Guest Post by Shannon Tucker

Everyone needs to restore a backup now and then:

  • Your computer or your software program crashes
  • You made enough data entry errors that you just want to turn the clock back and redo it
  • You deleted some things that you shouldn’t have deleted
  • You want to look at a version of your file as it was months or years ago
QuickBooks (image by edwardjohnphotography)

© All rights reserved by edwardjohnphotography

This is true of QuickBooks backups as well as other kinds.

But what if you want to restore a QuickBooks backup and it won’t restore? Possible reasons…

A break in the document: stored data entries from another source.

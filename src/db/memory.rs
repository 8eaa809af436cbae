use std::collections::HashMap;
use std::sync::{Arc, RwLock};

use async_trait::async_trait;
use aws_sdk_dynamodb::types::AttributeValue;
use serde_dynamo::aws_sdk_dynamodb_1::to_item;

use super::{
    CounterStore, PageCounterRecord, Record, StoreError, StoreReply, ATTRIBUTES_WRAPPER,
    ITEM_WRAPPER, VISIT_COUNT_ATTRIBUTE,
};

/// In-memory counter table for local development and testing.
///
/// Replies use the same wrapper names and error codes as DynamoDB. A single
/// write lock covers each increment, which makes it atomic.
#[derive(Clone, Default)]
pub struct MemoryDb {
    records: Arc<RwLock<HashMap<String, Record>>>,
}

impl MemoryDb {
    pub fn new() -> Self {
        Self::default()
    }

    /// Store an arbitrary item under `page_id`, e.g. one without a counter.
    pub fn insert_record(&self, page_id: &str, record: Record) -> Result<(), StoreError> {
        let mut records = self.records.write().map_err(lock_error)?;
        records.insert(page_id.to_string(), record);
        Ok(())
    }

    /// Number of stored records. Lets callers check that a failed increment
    /// created nothing.
    pub fn len(&self) -> Result<usize, StoreError> {
        Ok(self.records.read().map_err(lock_error)?.len())
    }

    pub fn is_empty(&self) -> Result<bool, StoreError> {
        Ok(self.len()? == 0)
    }
}

fn lock_error<E: std::fmt::Display>(e: E) -> StoreError {
    StoreError::Communication {
        code: "LockPoisoned".to_string(),
        message: format!("Lock error: {e}"),
    }
}

fn validation(message: &str) -> StoreError {
    StoreError::Validation {
        code: "ValidationException".to_string(),
        message: message.to_string(),
    }
}

fn check_key(page_id: &str) -> Result<(), StoreError> {
    if page_id.is_empty() {
        return Err(validation(
            "One or more parameter values are not valid. The AttributeValue for a key attribute cannot contain an empty string value.",
        ));
    }
    Ok(())
}

#[async_trait]
impl CounterStore for MemoryDb {
    async fn get_counter(&self, page_id: &str) -> Result<StoreReply, StoreError> {
        check_key(page_id)?;

        let records = self.records.read().map_err(lock_error)?;
        let mut reply = StoreReply::new();
        if let Some(record) = records.get(page_id) {
            reply.insert(ITEM_WRAPPER.to_string(), record.clone());
        }
        Ok(reply)
    }

    async fn increment_counter(&self, page_id: &str) -> Result<StoreReply, StoreError> {
        check_key(page_id)?;

        let mut records = self.records.write().map_err(lock_error)?;
        let record = records
            .get_mut(page_id)
            .ok_or(StoreError::ConditionFailed)?;

        let current = match record.get(VISIT_COUNT_ATTRIBUTE) {
            Some(AttributeValue::N(n)) => n.parse::<u64>().map_err(|_| {
                validation("An operand in the update expression has an incorrect data type")
            })?,
            Some(_) => {
                return Err(validation(
                    "An operand in the update expression has an incorrect data type",
                ))
            }
            None => {
                return Err(validation(
                    "The provided expression refers to an attribute that does not exist in the item",
                ))
            }
        };

        let updated = current.checked_add(1).ok_or_else(|| {
            validation("Number overflow. Attempting to store a number with magnitude larger than supported range")
        })?;
        let value = AttributeValue::N(updated.to_string());
        record.insert(VISIT_COUNT_ATTRIBUTE.to_string(), value.clone());

        let attributes = Record::from([(VISIT_COUNT_ATTRIBUTE.to_string(), value)]);
        Ok(StoreReply::from([(ATTRIBUTES_WRAPPER.to_string(), attributes)]))
    }

    async fn put_counter(&self, record: &PageCounterRecord) -> Result<(), StoreError> {
        check_key(&record.pkey_uuid)?;

        let item: Record = to_item(record).map_err(|e| StoreError::Validation {
            code: "SerializationError".to_string(),
            message: e.to_string(),
        })?;
        self.insert_record(&record.pkey_uuid, item)
    }
}
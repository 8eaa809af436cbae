use std::sync::Arc;

use crate::{
    config::{Backend, Config},
    db::{self, CounterStore},
};

/// Resources built once per execution environment and shared by every
/// invocation.
#[derive(Clone)]
pub struct AppState {
    pub db: Arc<dyn CounterStore>,
}

impl AppState {
    pub async fn new(config: Config) -> Self {
        let db = match config.backend {
            Backend::Memory => {
                tracing::info!("Using in-memory counter backend");
                db::memory()
            }
            Backend::DynamoDb => {
                tracing::info!(
                    table_name = %config.table_name,
                    region = ?config.region,
                    "Using DynamoDB counter backend"
                );
                db::dynamo(&config).await
            }
        };

        Self { db }
    }

    /// State backed by an existing store, e.g. a seeded [`db::MemoryDb`].
    pub fn with_store(db: Arc<dyn CounterStore>) -> Self {
        Self { db }
    }
}
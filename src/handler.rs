use lambda_http::{http::header::CONTENT_TYPE, Body, Error, Request, RequestExt, Response};

use crate::{
    counter::{self, OperationResult},
    dispatch::InboundRequest,
    error::CounterError,
    state::AppState,
};

/// Run one invocation: dispatch, execute, and convert every outcome into a
/// response. Only a failure to build the response itself is returned as `Err`.
pub async fn function_handler(
    state: &AppState,
    event: Request,
) -> Result<Response<Body>, Error> {
    let request = InboundRequest::from_request(&event);
    let result = handle(state, &request, &event).await;

    Ok(Response::builder()
        .status(result.status_code)
        .header(CONTENT_TYPE, "text/plain; charset=utf-8")
        .body(Body::Text(result.body))
        .map_err(Box::new)?)
}

async fn handle(state: &AppState, request: &InboundRequest, event: &Request) -> OperationResult {
    let outcome = match request.dispatch() {
        Ok(operation) => counter::execute(state.db.as_ref(), &operation).await,
        Err(err) => Err(err),
    };

    match outcome {
        Ok(visit_count) => {
            tracing::info!(
                page_id = %request.page_id,
                function_name = %request.function_name,
                visit_count,
                "counter request served"
            );
            OperationResult::ok(visit_count)
        }
        Err(err) => {
            log_failure(&err, request, event);
            OperationResult::from(&err)
        }
    }
}

fn log_failure(err: &CounterError, request: &InboundRequest, event: &Request) {
    let path_parameters = event.path_parameters_ref();
    let query_string_parameters = event.query_string_parameters_ref();

    match err {
        CounterError::StoreCommunication { .. } => tracing::error!(
            error_code = err.error_code(),
            error_message = %err.log_message(),
            route_key = %request.route_key,
            ?path_parameters,
            ?query_string_parameters,
            "store request failed"
        ),
        CounterError::RecordNotFound => tracing::info!(
            error_code = err.error_code(),
            page_id = %request.page_id,
            "page id has no counter"
        ),
        _ => tracing::warn!(
            error_code = err.error_code(),
            error_message = %err.log_message(),
            route_key = %request.route_key,
            ?path_parameters,
            ?query_string_parameters,
            "counter request rejected"
        ),
    }
}
use std::env;

use thiserror::Error;

pub const TABLE_NAME_VAR: &str = "DYNAMODB_TABLE_NAME";
pub const REGION_VAR: &str = "AWS_REGION";
pub const BACKEND_VAR: &str = "COUNTER_BACKEND";

#[derive(Debug, Clone, Copy, PartialEq, Eq)]
pub enum Backend {
    DynamoDb,
    Memory,
}

#[derive(Debug, Error, PartialEq, Eq)]
pub enum ConfigError {
    #[error("DYNAMODB_TABLE_NAME must be set to the counter table name")]
    MissingTableName,
    #[error("unknown COUNTER_BACKEND value {0:?}, expected \"dynamodb\" or \"memory\"")]
    UnknownBackend(String),
}

/// Process configuration, resolved once at cold start.
#[derive(Debug, Clone, PartialEq, Eq)]
pub struct Config {
    pub backend: Backend,
    /// Empty only for the in-memory backend.
    pub table_name: String,
    /// Overrides the SDK's default region chain when set.
    pub region: Option<String>,
}

impl Config {
    pub fn from_env() -> Result<Self, ConfigError> {
        Self::from_lookup(|key| env::var(key).ok())
    }

    /// Build the config from an arbitrary variable source.
    pub fn from_lookup<F>(lookup: F) -> Result<Self, ConfigError>
    where
        F: Fn(&str) -> Option<String>,
    {
        let non_blank = |key: &str| {
            lookup(key)
                .map(|v| v.trim().to_string())
                .filter(|v| !v.is_empty())
        };

        let backend = match non_blank(BACKEND_VAR).as_deref() {
            None | Some("dynamodb") => Backend::DynamoDb,
            Some("memory") => Backend::Memory,
            Some(other) => return Err(ConfigError::UnknownBackend(other.to_string())),
        };

        let table_name = match (backend, non_blank(TABLE_NAME_VAR)) {
            (_, Some(name)) => name,
            (Backend::Memory, None) => String::new(),
            (Backend::DynamoDb, None) => return Err(ConfigError::MissingTableName),
        };

        Ok(Self {
            backend,
            table_name,
            region: non_blank(REGION_VAR),
        })
    }
}
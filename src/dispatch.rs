use lambda_http::{request::RequestContext, Request, RequestExt};

use crate::error::CounterError;

pub const COUNTS_ROUTE: &str = "GET /counts/{page-id}";
pub const FUNC_PARAM: &str = "func";
pub const PAGE_ID_PARAM: &str = "page-id";

pub const GET_VISITOR_COUNT: &str = "getVisitorCount";
pub const ADD_ONE_VISITOR_COUNT: &str = "addOneVisitorCount";

/// The parts of a Lambda event needed to pick an operation.
///
/// Absent fields are empty strings, so an incomplete event simply fails to
/// match instead of failing to parse.
#[derive(Debug, Clone, Default, PartialEq, Eq)]
pub struct InboundRequest {
    pub route_key: String,
    pub function_name: String,
    pub page_id: String,
}

#[derive(Debug, Clone, PartialEq, Eq)]
pub enum Operation {
    GetVisitorCount { page_id: String },
    AddOneVisitorCount { page_id: String },
}

impl InboundRequest {
    pub fn new(
        route_key: impl Into<String>,
        function_name: impl Into<String>,
        page_id: impl Into<String>,
    ) -> Self {
        Self {
            route_key: route_key.into(),
            function_name: function_name.into(),
            page_id: page_id.into(),
        }
    }

    pub fn from_request(event: &Request) -> Self {
        let function_name = event
            .query_string_parameters_ref()
            .and_then(|params| params.first(FUNC_PARAM))
            .unwrap_or_default();
        let page_id = event
            .path_parameters_ref()
            .and_then(|params| params.first(PAGE_ID_PARAM))
            .unwrap_or_default();

        Self::new(route_key(event), function_name, page_id)
    }

    /// Match the request against the known `(route, func)` pairs.
    pub fn dispatch(&self) -> Result<Operation, CounterError> {
        if self.route_key != COUNTS_ROUTE || self.page_id.is_empty() {
            return Err(CounterError::RequestNotRecognized);
        }

        let page_id = self.page_id.clone();
        match self.function_name.as_str() {
            GET_VISITOR_COUNT => Ok(Operation::GetVisitorCount { page_id }),
            ADD_ONE_VISITOR_COUNT => Ok(Operation::AddOneVisitorCount { page_id }),
            _ => Err(CounterError::RequestNotRecognized),
        }
    }
}

/// HTTP APIs carry the route key directly; REST APIs only have the method
/// and resource template, which together form the same string.
fn route_key(event: &Request) -> String {
    match event.request_context_ref() {
        Some(RequestContext::ApiGatewayV2(ctx)) => ctx.route_key.clone().unwrap_or_default(),
        Some(RequestContext::ApiGatewayV1(ctx)) => match &ctx.resource_path {
            Some(resource) => format!("{} {resource}", ctx.http_method),
            None => String::new(),
        },
        _ => String::new(),
    }
}
use lambda_http::http::StatusCode;

use crate::db::CounterStore;
use crate::dispatch::Operation;
use crate::error::CounterError;
use crate::extract::extract_visit_count;

/// Normalized outcome of a counter operation.
#[derive(Debug, Clone, PartialEq, Eq)]
pub struct OperationResult {
    pub status_code: StatusCode,
    pub body: String,
}

impl OperationResult {
    pub fn ok(visit_count: u64) -> Self {
        Self {
            status_code: StatusCode::OK,
            body: visit_count.to_string(),
        }
    }
}

impl From<&CounterError> for OperationResult {
    fn from(err: &CounterError) -> Self {
        Self {
            status_code: err.status_code(),
            body: err.body(),
        }
    }
}

/// Read the counter for `page_id` without touching it.
pub async fn get_visitor_count(
    db: &dyn CounterStore,
    page_id: &str,
) -> Result<u64, CounterError> {
    let reply = db.get_counter(page_id).await?;
    tracing::debug!(page_id, ?reply, "get_counter reply");

    if reply.is_empty() {
        return Err(CounterError::RecordNotFound);
    }
    extract_visit_count(&reply)
}

/// Add one to the counter for `page_id` and return the new value.
///
/// Fails with [`CounterError::RecordNotFound`] when the page has no record.
pub async fn add_one_visitor_count(
    db: &dyn CounterStore,
    page_id: &str,
) -> Result<u64, CounterError> {
    let reply = db.increment_counter(page_id).await?;
    tracing::debug!(page_id, ?reply, "increment_counter reply");

    extract_visit_count(&reply)
}

/// Run a dispatched operation against the store.
pub async fn execute(db: &dyn CounterStore, operation: &Operation) -> Result<u64, CounterError> {
    match operation {
        Operation::GetVisitorCount { page_id } => get_visitor_count(db, page_id).await,
        Operation::AddOneVisitorCount { page_id } => add_one_visitor_count(db, page_id).await,
    }
}

#[cfg(test)]
mod tests {
    use std::collections::HashSet;

    use aws_sdk_dynamodb::types::AttributeValue;

    use super::*;
    use crate::db::{MemoryDb, PageCounterRecord, Record, PAGE_ID_KEY};

    const PAGE_ID: &str = "12345678-1234-5678-1234-56781234";
    const MISSING_PAGE_ID: &str = "NOTVALID-1234-5678-1234-56781234";

    async fn seeded(visit_count: u64) -> MemoryDb {
        let db = MemoryDb::new();
        db.put_counter(&PageCounterRecord {
            pkey_uuid: PAGE_ID.to_string(),
            visit_count,
        })
        .await
        .unwrap();
        db
    }

    #[tokio::test]
    async fn test_get_visitor_count() {
        let db = seeded(42).await;
        assert_eq!(get_visitor_count(&db, PAGE_ID).await.unwrap(), 42);
    }

    #[tokio::test]
    async fn test_get_visitor_count_missing_page() {
        let db = seeded(42).await;
        let err = get_visitor_count(&db, MISSING_PAGE_ID).await.unwrap_err();
        assert!(matches!(err, CounterError::RecordNotFound));

        let result = OperationResult::from(&err);
        assert_eq!(result.status_code, StatusCode::NOT_FOUND);
        assert!(result.body.to_lowercase().contains("not found"));
    }

    #[tokio::test]
    async fn test_get_visitor_count_is_repeatable() {
        let db = seeded(9).await;
        for _ in 0..3 {
            assert_eq!(get_visitor_count(&db, PAGE_ID).await.unwrap(), 9);
        }
    }

    #[tokio::test]
    async fn test_get_zero_count() {
        let db = seeded(0).await;
        assert_eq!(get_visitor_count(&db, PAGE_ID).await.unwrap(), 0);
    }

    #[tokio::test]
    async fn test_get_record_without_counter_is_not_found() {
        let db = MemoryDb::new();
        db.insert_record(
            PAGE_ID,
            Record::from([(
                PAGE_ID_KEY.to_string(),
                AttributeValue::S(PAGE_ID.to_string()),
            )]),
        )
        .unwrap();

        let err = get_visitor_count(&db, PAGE_ID).await.unwrap_err();
        assert!(matches!(err, CounterError::CounterFieldMissing));
        assert_eq!(err.status_code(), StatusCode::NOT_FOUND);
    }

    #[tokio::test]
    async fn test_add_one_visitor_count() {
        let db = seeded(42).await;
        assert_eq!(add_one_visitor_count(&db, PAGE_ID).await.unwrap(), 43);
        assert_eq!(get_visitor_count(&db, PAGE_ID).await.unwrap(), 43);
    }

    #[tokio::test]
    async fn test_add_one_visitor_count_missing_page() {
        let db = seeded(42).await;
        let err = add_one_visitor_count(&db, MISSING_PAGE_ID).await.unwrap_err();
        assert!(matches!(err, CounterError::RecordNotFound));
        assert_eq!(err.status_code(), StatusCode::NOT_FOUND);

        assert!(matches!(
            get_visitor_count(&db, MISSING_PAGE_ID).await.unwrap_err(),
            CounterError::RecordNotFound
        ));
    }

    #[tokio::test]
    async fn test_add_one_without_counter_is_validation_404() {
        let db = MemoryDb::new();
        db.insert_record(
            PAGE_ID,
            Record::from([(
                PAGE_ID_KEY.to_string(),
                AttributeValue::S(PAGE_ID.to_string()),
            )]),
        )
        .unwrap();

        let err = add_one_visitor_count(&db, PAGE_ID).await.unwrap_err();
        assert!(matches!(err, CounterError::StoreValidation { .. }));
        assert_eq!(OperationResult::from(&err).status_code, StatusCode::NOT_FOUND);
    }

    #[tokio::test]
    async fn test_sequential_increments_are_distinct_and_complete() {
        const START: u64 = 100;
        const N: u64 = 25;

        let db = seeded(START).await;
        let mut seen = HashSet::new();
        for _ in 0..N {
            let value = add_one_visitor_count(&db, PAGE_ID).await.unwrap();
            assert!((START + 1..=START + N).contains(&value));
            assert!(seen.insert(value), "duplicate value {value}");
        }

        assert_eq!(seen.len() as u64, N);
        assert_eq!(get_visitor_count(&db, PAGE_ID).await.unwrap(), START + N);
    }

    #[tokio::test]
    async fn test_execute_routes_operations() {
        let db = seeded(1).await;
        let page_id = PAGE_ID.to_string();

        let get = Operation::GetVisitorCount {
            page_id: page_id.clone(),
        };
        let add = Operation::AddOneVisitorCount { page_id };

        assert_eq!(execute(&db, &get).await.unwrap(), 1);
        assert_eq!(execute(&db, &add).await.unwrap(), 2);
        assert_eq!(execute(&db, &get).await.unwrap(), 2);
    }
}
// Sprite sheet assets
//
// Loading, slicing, sharing and reloading of sprite sheets.

mod atlas;
mod hot_reload;
mod loader;
mod manager;
mod sheet;

pub use atlas::{slice, FrameIndex, FrameRect, FrameTable, SlicePolicy};
pub use hot_reload::HotReloadWatcher;
pub use loader::SheetLoader;
pub use manager::{SheetKey, SheetStore};
pub use sheet::{SheetId, SpriteSheet};

#[cfg(test)]
pub(crate) use sheet::tests::numbered_sheet;

/// Asset loading errors
#[derive(Debug, thiserror::Error)]
pub enum AssetError {
    #[error("Asset not found: {0}")]
    NotFound(String),

    #[error(
        "Sheet of {width}x{height} is not a whole grid of {frame_width}x{frame_height} frames"
    )]
    InvalidSheetDimensions {
        width: u32,
        height: u32,
        frame_width: u32,
        frame_height: u32,
    },

    #[error("Invalid frame size {frame_width}x{frame_height}")]
    InvalidFrameSize { frame_width: u32, frame_height: u32 },

    #[error("Image error: {0}")]
    Image(#[from] image::ImageError),

    #[error("IO error: {0}")]
    Io(#[from] std::io::Error),
}

#[cfg(test)]
mod tests {
    use super::*;

    #[test]
    fn test_asset_error_display() {
        let err = AssetError::NotFound("test.png".to_string());
        assert_eq!(err.to_string(), "Asset not found: test.png");

        let err = AssetError::InvalidSheetDimensions {
            width: 100,
            height: 64,
            frame_width: 64,
            frame_height: 64,
        };
        assert_eq!(
            err.to_string(),
            "Sheet of 100x64 is not a whole grid of 64x64 frames"
        );
    }
}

    • It’s not a compatible edition/version of QuickBooks. If your backup was made with Enterprise, you won’t be able to restore it with Premier (unless it is converted first). Or if your backup was made with QuickBooks 2011, you won’t be able to restore it with QuickBooks 2010 or any version lower than 2011.
    • The backup is on defective media…a bad hard drive, USB drive, external drive.
    • The backup was altered via faulty electronic transmission. If the backup was sent to your computer over the internet or email and it was changed even by one byte, it might make it unrestorable.
    • The backup was corrupt to begin with. If your QBW file is corrupted and you make an unverified backup, the backup would be corrupted also and might be unrestorable.
    • You’re trying to restore it to a drive that you can’t restore to. Examples: flash drives, CD or DVD drives, online drives, or hard drives or folders that you don’t have system permissions to alter. (This is the easiest-to-fix problem of all the above because there’s nothing wrong with your backup, just your destination. Pick a good destination and your backup will restore fine.)

So what to do? Here are some suggestions.

1.  DON’T overwrite anything. As you try different things to restore your data, make sure that you use a new file name for your restored file. Many people have inadvertently overwritten their ONLY good copy of their file with a too-old or corrupt backup.

2.  Take stock of what files you have available to you. Search your hard drive (or server drive) for all the following:

    • *.QBW  – This is a regular QuickBooks company file. You don’t have to restore it; you open it with the Open Existing Company command in QuickBooks.
    • *.QBB  – This is a regular QuickBooks backup file. It probably has the date it was made as part of the file name, so you’ll know if it’s the one you want to restore.
    • *.QBM  – This is a portable copy of your data and may have the create date as part of its name also.
    • *.QBA  – This is an accountant’s copy file. At least in the 2012 Accountants editions of QuickBooks, these can be converted directly to regular working files through the Accountants Copy submenu under File. For editions or versions that don’t have that command available, the file can be converted for you by AccountingUsers, Inc.

3.  If one backup doesn’t work, try your next best (usually next-most-recent) copy. Remember, don’t overwrite anything as you try restoring your backups.

If you find that the backup you really need to restore isn’t restorable, sometimes it is possible to update old backups with current TLG files – an auxiliary file that QuickBooks maintains along with your regular file.

Hopefully, something relatively recent will be restorable. If not, the worst case scenario is to create a new company in QuickBooks and from your previously saved financial reports put in beginning balances and move on.